# Be our guest restaurant



## MG5

Hola a todos
Quisiera compartir con ustedes nuestra experiencia en Be our guest restaurant en nuestas pasadas vacaciones fueron un poco desepcionante un cuanto a la comida se refiere, del 1al 10 como mejor) le demos un 6 y fuimos a cenar 2 veces y toda la familia(5) tratamos disferentes platillos y ninguno estuvo delicioso lastima de lugar, porque el Castillo si esta muy hermoso y un consejo cuando vayan a hacer el check in pidan el ballroom que esl el salon del medio y el mas bonito, el gallery esta triste y muy solo pasan ahi a la gente que no pide el request y el otro esta a media luz y muy apenas vez lo que comes.  
Compartan sus experincias y ver si puedo convencer a mi familia de Darle otra oportunidad al restaurant en nuestas proximas vacaciones en nov.
Saludos:


----------



## princessmorgan

MG5 said:


> Hola a todos
> Quisiera compartir con ustedes nuestra experiencia en Be our guest restaurant en nuestas pasadas vacaciones fueron un poco desepcionante un cuanto a la comida se refiere, del 1al 10 como mejor) le demos un 6 y fuimos a cenar 2 veces y toda la familia(5) tratamos disferentes platillos y ninguno estuvo delicioso lastima de lugar, porque el Castillo si esta muy hermoso y un consejo cuando vayan a hacer el check in pidan el ballroom que esl el salon del medio y el mas bonito, el gallery esta triste y muy solo pasan ahi a la gente que no pide el request y el otro esta a media luz y muy apenas vez lo que comes.
> Compartan sus experincias y ver si puedo convencer a mi familia de Darle otra oportunidad al restaurant en nuestas proximas vacaciones en nov.
> Saludos:



Nosotros fuimos al almuerzo en Be Our Guest porque es mas barato, jaja  La verdad es que el castillo es bien hermosa!
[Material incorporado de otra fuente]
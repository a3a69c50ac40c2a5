//! The injected service boundary between a pin tracker and the rest of
//! the cluster peer.

use std::collections::HashMap;

use tokio_util::sync::CancellationToken;

use crate::{Cid, IpfsPinStatus, Pin};

pub type RpcResult<T> = anyhow::Result<T>;

/// Returned by [`ClusterRpc::cluster_pin_get`] for CIDs the cluster does
/// not know about.
///
/// Reconcilers treat this as "not desired" rather than as a failure; use
/// [`is_pin_not_found`] to match it on an `anyhow` chain.
#[derive(Debug, Clone, thiserror::Error)]
#[error("pin {cid} not found in cluster state")]
pub struct PinNotFound {
    pub cid: Cid,
}

/// Whether an RPC error is a [`PinNotFound`].
pub fn is_pin_not_found(err: &anyhow::Error) -> bool {
    err.downcast_ref::<PinNotFound>().is_some()
}

/// Capability set a pin tracker needs from its cluster peer and local
/// storage daemon.
///
/// Method names mirror the RPC surface they are backed by:
/// `Cluster.Pins`, `Cluster.PinGet`, `IPFSConnector.Pin`,
/// `IPFSConnector.Unpin`, `IPFSConnector.PinLs` and
/// `IPFSConnector.PinLsCid`.
///
/// Every method takes a cancellation token and must return promptly once
/// it fires, propagating the cancellation to the underlying transport.
#[async_trait::async_trait]
pub trait ClusterRpc: Send + Sync + std::fmt::Debug {
    /// The cluster's shared set of desired pins.
    async fn cluster_pins(&self, ctx: CancellationToken) -> RpcResult<Vec<Pin>>;

    /// The desired-state record for a single CID.
    ///
    /// Fails with [`PinNotFound`] when the cluster does not desire `cid`.
    async fn cluster_pin_get(&self, ctx: CancellationToken, cid: &Cid) -> RpcResult<Pin>;

    /// Asks the daemon to retain the pinned content.
    async fn ipfs_pin(&self, ctx: CancellationToken, pin: &Pin) -> RpcResult<()>;

    /// Asks the daemon to release the pinned content.
    async fn ipfs_unpin(&self, ctx: CancellationToken, pin: &Pin) -> RpcResult<()>;

    /// The daemon's full pin listing. `filter` selects the pin types to
    /// report, e.g. `"recursive"`.
    async fn ipfs_pin_ls(
        &self,
        ctx: CancellationToken,
        filter: &str,
    ) -> RpcResult<HashMap<Cid, IpfsPinStatus>>;

    /// The daemon's pin state for a single CID.
    async fn ipfs_pin_ls_cid(&self, ctx: CancellationToken, cid: &Cid)
    -> RpcResult<IpfsPinStatus>;
}
//! Desired-state pin records as emitted by the cluster.

use crate::{Cid, PeerId};

/// Options attached to a [`Pin`] by the cluster.
///
/// Replication factors and the traversal depth use `-1` for "unbounded",
/// mirroring the wire representation.
#[derive(Debug, Clone, PartialEq, Eq)]
pub struct PinOptions {
    pub replication_factor_min: i32,
    pub replication_factor_max: i32,
    /// Human-readable name for the pin, may be empty.
    pub name: String,
    /// Maximum DAG traversal depth when pinning, `-1` for unlimited.
    pub max_depth: i32,
}

impl Default for PinOptions {
    fn default() -> Self {
        Self {
            replication_factor_min: -1,
            replication_factor_max: -1,
            name: String::new(),
            max_depth: -1,
        }
    }
}

/// A declaration that a CID should be retained by the cluster.
///
/// Pins are immutable once emitted by the cluster. `allocations` lists the
/// peers responsible for retaining the content; an empty list means every
/// peer is responsible.
#[derive(Debug, Clone, PartialEq, Eq)]
pub struct Pin {
    pub cid: Cid,
    pub options: PinOptions,
    pub allocations: Vec<PeerId>,
}

impl Pin {
    /// A pin for `cid` with the given options and no explicit allocations.
    pub fn with_opts(cid: Cid, options: PinOptions) -> Self {
        Self {
            cid,
            options,
            allocations: Vec::new(),
        }
    }

    /// A bare pin carrying only the CID, used where options are irrelevant
    /// (unpin requests, lookups).
    pub fn cid_only(cid: Cid) -> Self {
        Self::with_opts(cid, PinOptions::default())
    }

    pub fn with_allocations(mut self, allocations: Vec<PeerId>) -> Self {
        self.allocations = allocations;
        self
    }

    /// Whether this pin is somebody else's responsibility.
    ///
    /// A pin is remote for `peer` when it has explicit allocations and
    /// `peer` is not among them.
    pub fn is_remote_for(&self, peer: &PeerId) -> bool {
        !self.allocations.is_empty() && !self.allocations.contains(peer)
    }
}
La comida fue mas o menos. Mis hijas no comieron nada. Mi esposo y yo vamos a cenar alli otra vez en enero durante el fin de semana del maraton.


----------



## MG5

Hola princessmorgan

Si, es buena idea lo del almuerzo espero que mejoren en cuanto a la comida con mas variedad de platillos y de mejor gusto, lei tu blog del maraton y muy inspirador tus metas gracias por compartir, muy hermosas palabras para las demas participantes, me encanto Lo de tus favoritos snack y voy aprobar algunos en nuestras proximas vacaciones.

Saludos


----------



## princessmorgan

MG5 said:


> Hola princessmorgan
> 
> Si, es buena idea lo del almuerzo espero que mejoren en cuanto a la comida con mas variedad de platillos y de mejor gusto, lei tu blog del maraton y muy inspirador tus metas gracias por compartir, muy hermosas palabras para las demas participantes, me encanto Lo de tus favoritos snack y voy aprobar algunos en nuestras proximas vacaciones.
> 
> Saludos



Gracias por tus palabras! Si le gusta correr, espero que puedas visitar a Disney durante el fin de semana de una de las carreras! Son buen cheveres! Los ninos pueden correr en las carreras de ninos tambien. Me encanta runDisney! Y me encantan los snacks tambien!


----------



## cyctorres

Parece que Be our guest restaurant es un restaurante demasiado.... no se que decir, poco complaciente en cuanto ala comida


----------



## princessmorgan

cyctorres said:


> Parece que Be our guest restaurant es un restaurante demasiado.... no se que decir, poco complaciente en cuanto ala comida



Que comiste?


----------



## gabyta

Yo cene en febrero en BOG y me encanto la comida... Tambien me gusto como estaba presentada la mesa. Trate de volver para almorzar pero las filas se cerraban porque habia muchisima gente en espera.. Espero volver el año que viene.


----------



## princessmorgan

gabyta said:


> Yo cene en febrero en BOG y me encanto la comida... Tambien me gusto como estaba presentada la mesa. Trate de volver para almorzar pero las filas se cerraban porque habia muchisima gente en espera.. Espero volver el año que viene.



Yo comi en Be Our Guest la semana pasada y me gusto el sandwich de pavo. Ahora tiene Fastpass para el almuerzo!


----------



## Marijuris65

Conseguí un "fastpass" para almorzar en BOG, pero no he podido modificar mi reservación de comida. Me gustaria modificar mi selección de postre. ¿Alguno de ustedes ha tenido el mismo inconveniente y sabe como solucionarlo?


----------